*** Data for analysis

//! Handle for communicating with the hub actor.
//!
//! The `HubHandle` provides a cloneable interface for sending commands to
//! the hub and querying the board.

use std::time::Duration;

use tokio::sync::{mpsc, oneshot};

use super::messages::{HubMessage, HubQuery, QueryResult};
use crate::modules::board::overlay::Connector;
use crate::modules::board::state::{BoardState, ConnectStyle, Note, NoteId, RectOverrides};
use crate::modules::board::store::{OpenOutcome, SaveStatus, WindowPhase};

/// Error types for actor communication.
#[derive(Debug, thiserror::Error)]
pub enum ActorError {
    /// Failed to send message to actor.
    #[error("Failed to send message to actor: channel closed")]
    SendFailed,

    /// Failed to receive response from actor.
    #[error("Failed to receive response from actor: channel closed")]
    ReceiveFailed,

    /// Query timed out.
    #[error("Query timed out after {0:?}")]
    Timeout(Duration),

    /// The actor answered with a result of the wrong kind.
    #[error("Unexpected query result: {0}")]
    UnexpectedResult(&'static str),
}

/// Handle for communicating with the hub actor.
///
/// This handle is cheap to clone. The hub stops once every handle is
/// dropped.
#[derive(Clone, Debug)]
pub struct HubHandle {
    sender: mpsc::Sender<HubMessage>,
}

impl HubHandle {
    /// Create a new handle with the given sender.
    pub(crate) const fn new(sender: mpsc::Sender<HubMessage>) -> Self { Self { sender } }

    // ========================================================================
    // Fire-and-forget sending
    // ========================================================================

    /// Send a message to the actor without waiting for delivery.
    ///
    /// # Errors
    ///
    /// Returns [`ActorError::SendFailed`] if the channel is closed or full.
    pub fn send(&self, msg: HubMessage) -> Result<(), ActorError> {
        self.sender.try_send(msg).map_err(|_| ActorError::SendFailed)
    }

    /// Send a message to the actor and wait for delivery.
    ///
    /// # Errors
    ///
    /// Returns [`ActorError::SendFailed`] if the channel is closed.
    pub async fn send_async(&self, msg: HubMessage) -> Result<(), ActorError> {
        self.sender.send(msg).await.map_err(|_| ActorError::SendFailed)
    }

    /// Whether the hub has stopped.
    #[must_use]
    pub fn is_closed(&self) -> bool { self.sender.is_closed() }

    // ========================================================================
    // Query methods
    // ========================================================================

    /// Execute a query and wait for the result.
    ///
    /// # Errors
    ///
    /// Returns [`ActorError::SendFailed`] if the channel is closed, or
    /// [`ActorError::ReceiveFailed`] if the response channel is closed.
    pub async fn query(&self, query: HubQuery) -> Result<QueryResult, ActorError> {
        let (tx, rx) = oneshot::channel();
        self.send_async(HubMessage::Query { query, respond_to: tx }).await?;
        rx.await.map_err(|_| ActorError::ReceiveFailed)
    }

    /// Execute a query with a timeout.
    ///
    /// # Errors
    ///
    /// Returns [`ActorError::Timeout`] if the query doesn't complete in time,
    /// or any error from [`Self::query`].
    pub async fn query_timeout(&self, query: HubQuery, timeout: Duration) -> Result<QueryResult, ActorError> {
        tokio::time::timeout(timeout, self.query(query))
            .await
            .map_err(|_| ActorError::Timeout(timeout))?
    }

    // ========================================================================
    // Convenience query methods
    // ========================================================================

    /// Get a snapshot of the whole board.
    ///
    /// # Errors
    ///
    /// Returns an error if communication with the actor fails.
    pub async fn board(&self) -> Result<BoardState, ActorError> {
        match self.query(HubQuery::GetBoard).await? {
            QueryResult::Board(board) => Ok(*board),
            _ => Err(ActorError::UnexpectedResult("GetBoard")),
        }
    }

    /// Get a single note.
    ///
    /// # Errors
    ///
    /// Returns an error if communication with the actor fails.
    pub async fn note(&self, id: impl Into<NoteId>) -> Result<Option<Note>, ActorError> {
        match self.query(HubQuery::GetNote { id: id.into() }).await? {
            QueryResult::Note(note) => Ok(note.map(|n| *n)),
            _ => Err(ActorError::UnexpectedResult("GetNote")),
        }
    }

    /// Get the handshake phase of a note window.
    ///
    /// # Errors
    ///
    /// Returns an error if communication with the actor fails.
    pub async fn window_phase(&self, id: impl Into<NoteId>) -> Result<WindowPhase, ActorError> {
        match self.query(HubQuery::GetWindowPhase { id: id.into() }).await? {
            QueryResult::WindowPhase(phase) => Ok(phase),
            _ => Err(ActorError::UnexpectedResult("GetWindowPhase")),
        }
    }

    /// Get connector paths, using the board's style unless one is given.
    ///
    /// # Errors
    ///
    /// Returns an error if communication with the actor fails.
    pub async fn connectors(
        &self,
        style: Option<ConnectStyle>,
        only_open: bool,
    ) -> Result<Vec<Connector>, ActorError> {
        match self.query(HubQuery::GetConnectors { style, only_open }).await? {
            QueryResult::Connectors(connectors) => Ok(connectors),
            _ => Err(ActorError::UnexpectedResult("GetConnectors")),
        }
    }

    /// Get the outcome of the last save.
    ///
    /// # Errors
    ///
    /// Returns an error if communication with the actor fails.
    pub async fn last_save(&self) -> Result<Option<SaveStatus>, ActorError> {
        match self.query(HubQuery::GetLastSave).await? {
            QueryResult::LastSave(status) => Ok(status),
            _ => Err(ActorError::UnexpectedResult("GetLastSave")),
        }
    }

    // ========================================================================
    // Convenience commands
    // ========================================================================

    /// Create a note and return its id.
    ///
    /// # Errors
    ///
    /// Returns an error if communication with the actor fails.
    pub async fn create_note(&self, overrides: RectOverrides) -> Result<NoteId, ActorError> {
        let (tx, rx) = oneshot::channel();
        self.send_async(HubMessage::CreateNote { overrides, respond_to: Some(tx) }).await?;
        rx.await.map_err(|_| ActorError::ReceiveFailed)
    }

    /// Open a note window and wait for the handshake to settle.
    ///
    /// # Errors
    ///
    /// Returns an error if communication with the actor fails.
    pub async fn open_note(&self, id: impl Into<NoteId>) -> Result<OpenOutcome, ActorError> {
        let (tx, rx) = oneshot::channel();
        self.send_async(HubMessage::OpenNote { id: id.into(), respond_to: Some(tx) }).await?;
        rx.await.map_err(|_| ActorError::ReceiveFailed)
    }

    /// Close a note window.
    ///
    /// # Errors
    ///
    /// Returns [`ActorError::SendFailed`] if the hub has stopped.
    pub async fn close_note(&self, id: impl Into<NoteId>) -> Result<(), ActorError> {
        self.send_async(HubMessage::CloseNote { id: id.into() }).await
    }

    /// Save now and wait for the result.
    ///
    /// # Errors
    ///
    /// Returns an error if communication with the actor fails.
    pub async fn flush(&self) -> Result<SaveStatus, ActorError> {
        let (tx, rx) = oneshot::channel();
        self.send_async(HubMessage::Flush { respond_to: Some(tx) }).await?;
        rx.await.map_err(|_| ActorError::ReceiveFailed)
    }

    /// Stop the hub after a final save and wait for it to finish.
    ///
    /// # Errors
    ///
    /// Returns [`ActorError::SendFailed`] if the hub has already stopped.
    pub async fn shutdown(&self) -> Result<(), ActorError> {
        let (tx, rx) = oneshot::channel();
        self.send_async(HubMessage::Shutdown { respond_to: Some(tx) }).await?;
        rx.await.map_err(|_| ActorError::ReceiveFailed)
    }
}
//! Link actions and the connect-mode linking draft.

use super::BoardStore;
use crate::modules::board::state::{Link, LinkId, NoteId};

impl BoardStore {
    /// Link two notes with a directed link.
    ///
    /// Returns `None` when either note is missing, the notes are the same,
    /// or a link already connects the pair in either direction.
    pub fn create_link(&mut self, source: &NoteId, target: &NoteId) -> Option<LinkId> {
        if source == target {
            return None;
        }
        if !self.state.notes.contains_key(source) || !self.state.notes.contains_key(target) {
            return None;
        }
        if self.state.links.values().any(|l| l.connects_pair(source.as_str(), target.as_str())) {
            tracing::debug!(%source, %target, "links: pair already linked");
            return None;
        }

        let id = LinkId::generate();
        let link = Link::between_notes(id.clone(), source.clone(), target.clone(), true);
        tracing::debug!(%id, %source, %target, "links: created");
        self.state.links.insert(id.clone(), link);
        self.commit();
        Some(id)
    }

    pub fn delete_link(&mut self, id: &LinkId) -> bool {
        if self.state.links.remove(id).is_none() {
            return false;
        }
        self.state.ui.selected_link_ids.retain(|l| l != id);
        self.commit();
        true
    }

    pub fn set_link_directed(&mut self, id: &LinkId, directed: bool) -> bool {
        self.update_link(id, |link| link.directed = Some(directed))
    }

    /// Swap a link's source and target.
    pub fn reverse_link(&mut self, id: &LinkId) -> bool {
        self.update_link(id, |link| std::mem::swap(&mut link.source, &mut link.target))
    }

    /// Set or clear a link's label. Blank labels clear it.
    pub fn set_link_label(&mut self, id: &LinkId, label: Option<String>) -> bool {
        let label = label.map(|l| l.trim().to_string()).filter(|l| !l.is_empty());
        self.update_link(id, |link| link.label = label)
    }

    // ========================================================================
    // Linking draft
    // ========================================================================

    /// Start a link from `source` in connect mode.
    pub fn begin_link(&mut self, source: &NoteId) -> bool {
        if !self.state.notes.contains_key(source) {
            return false;
        }
        self.linking.source = Some(source.clone());
        true
    }

    /// Finish the pending link at `target`. The draft is consumed either way.
    pub fn complete_link(&mut self, target: &NoteId) -> Option<LinkId> {
        let source = self.linking.source.take()?;
        self.create_link(&source, target)
    }

    pub fn cancel_link(&mut self) { self.linking.source = None; }

    fn update_link(&mut self, id: &LinkId, f: impl FnOnce(&mut Link)) -> bool {
        let Some(link) = self.state.links.get_mut(id) else { return false };
        let before = link.clone();
        f(link);
        if *link == before {
            return false;
        }
        self.commit();
        true
    }
}

#[cfg(test)]
mod tests {
    use super::super::test_support::*;
    use crate::modules::board::state::{LinkEndpoint, NoteId};

    fn id(s: &str) -> NoteId { NoteId::new(s) }

    #[test]
    fn test_create_link_is_pair_idempotent() {
        let mut store = store_with_notes();
        let link = store.create_link(&id("a"), &id("b"));
        assert!(link.is_some());
        assert!(store.create_link(&id("b"), &id("a")).is_none());
        assert!(store.create_link(&id("a"), &id("b")).is_none());
        assert_eq!(store.state().links.len(), 1);

        let link = &store.state().links[&link.unwrap()];
        assert!(link.is_directed());
        assert_eq!(link.source, LinkEndpoint::note("a"));
    }

    #[test]
    fn test_create_link_rejects_self_and_missing() {
        let mut store = store_with_notes();
        assert!(store.create_link(&id("a"), &id("a")).is_none());
        assert!(store.create_link(&id("a"), &id("ghost")).is_none());
        assert!(store.state().links.is_empty());
    }

    #[test]
    fn test_delete_link_deselects() {
        let mut store = store_with_notes();
        let link = store.create_link(&id("a"), &id("b")).unwrap();
        store.set_selected_links(vec![link.clone()]);

        assert!(store.delete_link(&link));
        assert!(store.state().ui.selected_link_ids.is_empty());
        assert!(!store.delete_link(&link));
    }

    #[test]
    fn test_reverse_and_direction() {
        let mut store = store_with_notes();
        let link = store.create_link(&id("a"), &id("b")).unwrap();

        assert!(store.reverse_link(&link));
        assert_eq!(store.state().links[&link].source, LinkEndpoint::note("b"));

        assert!(store.set_link_directed(&link, false));
        assert!(!store.set_link_directed(&link, false));
        assert!(!store.state().links[&link].is_directed());
    }

    #[test]
    fn test_blank_label_clears() {
        let mut store = store_with_notes();
        let link = store.create_link(&id("a"), &id("b")).unwrap();
        assert!(store.set_link_label(&link, Some("  depends on ".into())));
        assert_eq!(store.state().links[&link].label.as_deref(), Some("depends on"));
        assert!(store.set_link_label(&link, Some("   ".into())));
        assert_eq!(store.state().links[&link].label, None);
    }

    #[test]
    fn test_linking_draft() {
        let mut store = store_with_notes();
        assert!(!store.begin_link(&id("ghost")));
        assert!(store.complete_link(&id("b")).is_none());

        assert!(store.begin_link(&id("a")));
        assert_eq!(store.linking_draft().source, Some(id("a")));
        assert!(store.complete_link(&id("c")).is_some());
        assert_eq!(store.linking_draft().source, None);

        store.begin_link(&id("a"));
        store.cancel_link();
        assert!(store.complete_link(&id("b")).is_none());
        assert_eq!(store.state().links.len(), 1);
    }
}
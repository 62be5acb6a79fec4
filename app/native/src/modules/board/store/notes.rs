//! Note actions: create, edit, delete, undo, stacking.

use std::time::{SystemTime, UNIX_EPOCH};

use rand::Rng;
use tokio::time::Instant;

use super::BoardStore;
use crate::modules::board::effects::BoardEffect;
use crate::modules::board::leases::LeaseKind;
use crate::modules::board::state::{DeletedNote, Note, NoteId, NotePatch, Rect, RectOverrides, Trash};

/// Who reported a rect change.
#[derive(Debug, Clone, Copy, PartialEq, Eq)]
pub enum RectOrigin {
    /// The OS, through a note window's poller. Subject to echo-blocking.
    Window,
    /// A board drag session.
    Drag,
    /// Any other board-side edit.
    Board,
}

/// Who asked for a note to come to the front.
#[derive(Debug, Clone, Copy, PartialEq, Eq)]
pub enum FocusOrigin {
    Board,
    /// The note window gained OS focus on its own.
    Os,
}

fn epoch_millis() -> u64 {
    SystemTime::now()
        .duration_since(UNIX_EPOCH)
        .map_or(0, |d| u64::try_from(d.as_millis()).unwrap_or(u64::MAX))
}

impl BoardStore {
    /// Create a note and open its window.
    ///
    /// Without overrides the note lands at a random spot in the upper-left
    /// region of the board with the configured default size.
    pub fn create_note(&mut self, overrides: RectOverrides, now: Instant) -> NoteId {
        let mut rng = rand::rng();
        let base = Rect::new(
            200.0 + rng.random::<f64>() * 300.0,
            200.0 + rng.random::<f64>() * 200.0,
            self.settings.default_note_width,
            self.settings.default_note_height,
        );
        let rect = overrides.apply(base);

        let id = NoteId::generate();
        let title = format!("Note {}", self.state.notes.len() + 1);
        let note = Note::new(id.clone(), title, rect, self.state.max_z() + 1);
        tracing::debug!(%id, ?rect, "notes: created");

        self.state.notes.insert(id.clone(), note);
        self.commit();
        self.open_note_window(&id, now);
        id
    }

    /// Replace a note's rect.
    ///
    /// Window-origin updates are dropped while the note is echo-blocked.
    /// Returns whether the rect changed.
    pub fn update_note_rect(
        &mut self,
        id: &NoteId,
        rect: Rect,
        origin: RectOrigin,
        now: Instant,
    ) -> bool {
        if !self.state.notes.contains_key(id) {
            return false;
        }
        if origin == RectOrigin::Window && self.leases.is_held(id, LeaseKind::EchoBlocked, now) {
            tracing::trace!(%id, ?rect, "sync: echo suppressed");
            return false;
        }

        let Some(note) = self.state.notes.get_mut(id) else { return false };
        if note.rect == rect {
            return false;
        }
        note.rect = rect;
        self.commit();
        true
    }

    /// A note window reported a new position.
    pub fn on_window_moved(&mut self, id: &NoteId, rect: Rect, now: Instant) -> bool {
        self.update_note_rect(id, rect, RectOrigin::Window, now)
    }

    /// A note window reported a new size.
    ///
    /// The first report after a committed board resize is the OS settling
    /// the window and is swallowed.
    pub fn on_window_resized(&mut self, id: &NoteId, rect: Rect, now: Instant) -> bool {
        if self.leases.take(id, LeaseKind::ResizeAck, now) {
            tracing::trace!(%id, ?rect, "sync: resize acknowledgement swallowed");
            return false;
        }
        self.update_note_rect(id, rect, RectOrigin::Window, now)
    }

    /// Merge content edited in a note window.
    pub fn update_note_content(
        &mut self,
        id: &NoteId,
        title: Option<String>,
        content: Option<String>,
    ) -> bool {
        let Some(note) = self.state.notes.get_mut(id) else { return false };
        let mut changed = false;
        if let Some(title) = title
            && note.title != title
        {
            note.title = title;
            changed = true;
        }
        if let Some(content) = content
            && note.content != content
        {
            note.content = content;
            changed = true;
        }
        if changed {
            self.commit();
        }
        changed
    }

    /// Apply an inspector edit from the board.
    ///
    /// An open window is re-hydrated when its visible content changed.
    pub fn update_note_window(&mut self, id: &NoteId, patch: NotePatch) -> bool {
        let Some(note) = self.state.notes.get_mut(id) else { return false };
        let before = note.clone();

        if let Some(title) = patch.title {
            note.title = title;
        }
        if let Some(content) = patch.content {
            note.content = content;
        }
        if let Some(color) = patch.color {
            note.color = color;
        }
        if let Some(hidden) = patch.hidden {
            note.hidden = hidden.then_some(true);
        }

        if *note == before {
            return false;
        }
        let visible_change = note.title != before.title
            || note.content != before.content
            || note.color != before.color;
        self.commit();
        if visible_change {
            self.rehydrate_if_open(id);
        }
        true
    }

    /// Delete a note and every link touching it.
    ///
    /// The note is kept in a one-slot trash for [`Self::undo_delete`]; a
    /// later delete overwrites the slot.
    pub fn delete_note(&mut self, id: &NoteId) -> bool {
        let Some(was_open) = self.state.notes.get(id).map(|n| n.is_open) else {
            return false;
        };
        self.close_note_window(id);

        let Some(mut note) = self.state.notes.remove(id) else { return false };
        note.is_open = was_open;

        let removed: Vec<_> = self
            .state
            .links
            .values()
            .filter(|l| l.references(id.as_str()))
            .map(|l| l.id.clone())
            .collect();
        for link in &removed {
            self.state.links.remove(link);
        }

        let ui = &mut self.state.ui;
        ui.selected_note_ids.retain(|n| n != id);
        ui.selected_link_ids.retain(|l| !removed.contains(l));
        if ui.focused_note_id.as_ref() == Some(id) {
            ui.focused_note_id = None;
        }
        ui.trash = Some(Trash {
            last_deleted: Some(DeletedNote { note, deleted_at: epoch_millis() }),
        });

        if self.linking.source.as_ref() == Some(id) {
            self.linking.source = None;
        }
        self.phases.remove(id);
        self.leases.release_all(id);
        self.drags.remove(id);

        tracing::debug!(%id, links = removed.len(), "notes: deleted");
        self.commit();
        true
    }

    /// Restore the most recently deleted note.
    ///
    /// Links removed with it are not restored. Does nothing when the trash
    /// is empty or the id has been reused.
    pub fn undo_delete(&mut self, now: Instant) -> Option<NoteId> {
        let id = self
            .state
            .ui
            .trash
            .as_ref()
            .and_then(|t| t.last_deleted.as_ref())
            .map(|d| d.note.id.clone())?;
        if self.state.notes.contains_key(&id) {
            tracing::debug!(%id, "notes: undo skipped, id in use");
            return None;
        }

        let deleted = self.state.ui.trash.take()?.last_deleted?;
        let mut note = deleted.note;
        let reopen = note.is_open;
        note.is_open = false;
        self.state.notes.insert(id.clone(), note);
        tracing::debug!(%id, reopen, "notes: restored");
        self.commit();

        if reopen {
            self.open_note_window(&id, now);
        }
        Some(id)
    }

    /// Raise a note to the top of the stack and focus it.
    ///
    /// Native focus is only requested for board-originated focus; a note the
    /// OS already focused is not focused again.
    pub fn bring_note_to_front(&mut self, id: &NoteId, origin: FocusOrigin) -> bool {
        let max_z = self.state.max_z();
        let focused_before = self.state.ui.focused_note_id.clone();
        let Some(note) = self.state.notes.get_mut(id) else { return false };

        let mut changed = false;
        if note.z < max_z {
            note.z = max_z + 1;
            changed = true;
        }
        let is_open = note.is_open;

        if focused_before.as_ref() != Some(id) {
            self.state.ui.focused_note_id = Some(id.clone());
            changed = true;
        }
        if origin == FocusOrigin::Board && is_open {
            self.outbox.push(BoardEffect::FocusWindow { id: id.clone() });
        }
        if changed {
            self.commit();
        }
        true
    }

    /// A note window lost OS focus. Focus on the board is unaffected.
    pub fn on_note_blurred(&self, id: &NoteId) {
        tracing::trace!(%id, "notes: blurred");
    }
}
//! Adaptive frame polling.
//!
//! Note windows cannot rely on move/resize notifications from every
//! platform, so they sample their own frame. Sampling is fast while the
//! window is being moved and slows down once it has been still for a while.

use std::time::Duration;

use crate::config::SyncConfig;
use crate::modules::board::state::Rect;

/// Picks the delay before the next frame sample.
#[derive(Debug, Clone, Copy, PartialEq, Eq)]
pub struct PollScheduler {
    pub active: Duration,
    pub idle: Duration,
    /// How long after a change polling stays fast.
    pub active_window: Duration,
}

impl Default for PollScheduler {
    fn default() -> Self { Self::from_config(&SyncConfig::default()) }
}

impl PollScheduler {
    #[must_use]
    pub const fn from_config(config: &SyncConfig) -> Self {
        Self {
            active: Duration::from_millis(config.poll_active_ms),
            idle: Duration::from_millis(config.poll_idle_ms),
            active_window: Duration::from_millis(config.active_window_ms),
        }
    }

    /// Delay before the next sample, given the time since the last observed
    /// change (`None` if nothing has changed yet).
    #[must_use]
    pub fn next_delay(&self, since_last_change: Option<Duration>) -> Duration {
        match since_last_change {
            Some(elapsed) if elapsed < self.active_window => self.active,
            _ => self.idle,
        }
    }
}

/// Which parts of the frame changed between two samples.
#[derive(Debug, Clone, Copy, Default, PartialEq, Eq)]
pub struct RectChange {
    pub moved: bool,
    pub resized: bool,
}

impl RectChange {
    #[must_use]
    pub const fn any(self) -> bool { self.moved || self.resized }
}

/// Edge-triggered frame comparison.
#[derive(Debug, Default, Clone)]
pub struct RectSampler {
    last: Option<Rect>,
}

impl RectSampler {
    #[must_use]
    pub const fn new() -> Self { Self { last: None } }

    /// Record a sample and report what changed since the previous one.
    ///
    /// The first sample is the baseline and reports nothing.
    pub fn observe(&mut self, rect: Rect) -> RectChange {
        let Some(previous) = self.last.replace(rect) else {
            return RectChange::default();
        };
        RectChange {
            moved: rect.position_differs(&previous),
            resized: rect.size_differs(&previous),
        }
    }

    #[must_use]
    pub const fn last(&self) -> Option<Rect> { self.last }
}

#[cfg(test)]
mod tests {
    use super::*;

    #[test]
    fn test_fast_polling_within_active_window() {
        let scheduler = PollScheduler::default();
        assert_eq!(scheduler.next_delay(Some(Duration::ZERO)), Duration::from_millis(100));
        assert_eq!(scheduler.next_delay(Some(Duration::from_millis(1499))), Duration::from_millis(100));
    }

    #[test]
    fn test_slow_polling_when_idle() {
        let scheduler = PollScheduler::default();
        assert_eq!(scheduler.next_delay(Some(Duration::from_millis(1500))), Duration::from_millis(450));
        assert_eq!(scheduler.next_delay(None), Duration::from_millis(450));
    }

    #[test]
    fn test_first_sample_is_baseline() {
        let mut sampler = RectSampler::new();
        assert!(!sampler.observe(Rect::new(0.0, 0.0, 100.0, 100.0)).any());
        assert_eq!(sampler.last(), Some(Rect::new(0.0, 0.0, 100.0, 100.0)));
    }

    #[test]
    fn test_move_and_resize_reported_independently() {
        let mut sampler = RectSampler::new();
        sampler.observe(Rect::new(0.0, 0.0, 100.0, 100.0));

        let change = sampler.observe(Rect::new(10.0, 0.0, 100.0, 100.0));
        assert_eq!(change, RectChange { moved: true, resized: false });

        let change = sampler.observe(Rect::new(10.0, 0.0, 120.0, 100.0));
        assert_eq!(change, RectChange { moved: false, resized: true });

        let change = sampler.observe(Rect::new(0.0, 5.0, 50.0, 50.0));
        assert_eq!(change, RectChange { moved: true, resized: true });

        assert!(!sampler.observe(Rect::new(0.0, 5.0, 50.0, 50.0)).any());
    }
}
//! In-process message bus.
//!
//! Every window process talks to the hub through named one-way channels.
//! Inside one address space those channels are multiplexed over a single
//! `tokio::sync::broadcast` channel: each listener receives every event in
//! emit order and filters what it cares about.
//!
//! Emitting is fire-and-forget. An event with no listener is dropped, and a
//! listener that falls behind skips the events it missed.

mod messages;

pub use messages::{BusEvent, ContentChanged, Empty, Hydrate, NoteRect, NoteRef, PersistFailure};
use tokio::sync::broadcast;

/// Default number of buffered events per listener.
pub const DEFAULT_BUS_CAPACITY: usize = 1024;

/// Cloneable sender side of the bus.
#[derive(Clone, Debug)]
pub struct MessageBus {
    sender: broadcast::Sender<BusEvent>,
}

impl Default for MessageBus {
    fn default() -> Self { Self::new(DEFAULT_BUS_CAPACITY) }
}

impl MessageBus {
    #[must_use]
    pub fn new(capacity: usize) -> Self {
        let (sender, _) = broadcast::channel(capacity.max(1));
        Self { sender }
    }

    /// Emit an event to every current listener.
    pub fn emit(&self, event: BusEvent) {
        tracing::trace!(channel = event.channel(), "bus: emit");
        // No listeners is not an error.
        let _ = self.sender.send(event);
    }

    /// Start listening. Only events emitted after this call are received.
    #[must_use]
    pub fn subscribe(&self) -> BusSubscription {
        BusSubscription { receiver: self.sender.subscribe() }
    }

    #[must_use]
    pub fn listener_count(&self) -> usize { self.sender.receiver_count() }
}

/// Receiving side of the bus.
#[derive(Debug)]
pub struct BusSubscription {
    receiver: broadcast::Receiver<BusEvent>,
}

impl BusSubscription {
    /// Wait for the next event.
    ///
    /// Returns `None` once every [`MessageBus`] handle has been dropped.
    pub async fn recv(&mut self) -> Option<BusEvent> {
        loop {
            match self.receiver.recv().await {
                Ok(event) => return Some(event),
                Err(broadcast::error::RecvError::Lagged(skipped)) => {
                    tracing::warn!(skipped, "bus: listener lagged, events dropped");
                }
                Err(broadcast::error::RecvError::Closed) => return None,
            }
        }
    }

    /// Take the next buffered event without waiting.
    pub fn try_recv(&mut self) -> Option<BusEvent> {
        loop {
            match self.receiver.try_recv() {
                Ok(event) => return Some(event),
                Err(broadcast::error::TryRecvError::Lagged(skipped)) => {
                    tracing::warn!(skipped, "bus: listener lagged, events dropped");
                }
                Err(_) => return None,
            }
        }
    }

    /// Drain every buffered event.
    pub fn drain(&mut self) -> Vec<BusEvent> { std::iter::from_fn(|| self.try_recv()).collect() }
}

******

Using the entries above, output exactly the lines between the line holding "fast while the" and the line holding "polling stays fast.", end lines included, and nothing more.

Problem solution:
//! platform, so they sample their own frame. Sampling is fast while the
//! window is being moved and slows down once it has been still for a while.

use std::time::Duration;

use crate::config::SyncConfig;
use crate::modules::board::state::Rect;

/// Picks the delay before the next frame sample.
#[derive(Debug, Clone, Copy, PartialEq, Eq)]
pub struct PollScheduler {
    pub active: Duration,
    pub idle: Duration,
    /// How long after a change polling stays fast.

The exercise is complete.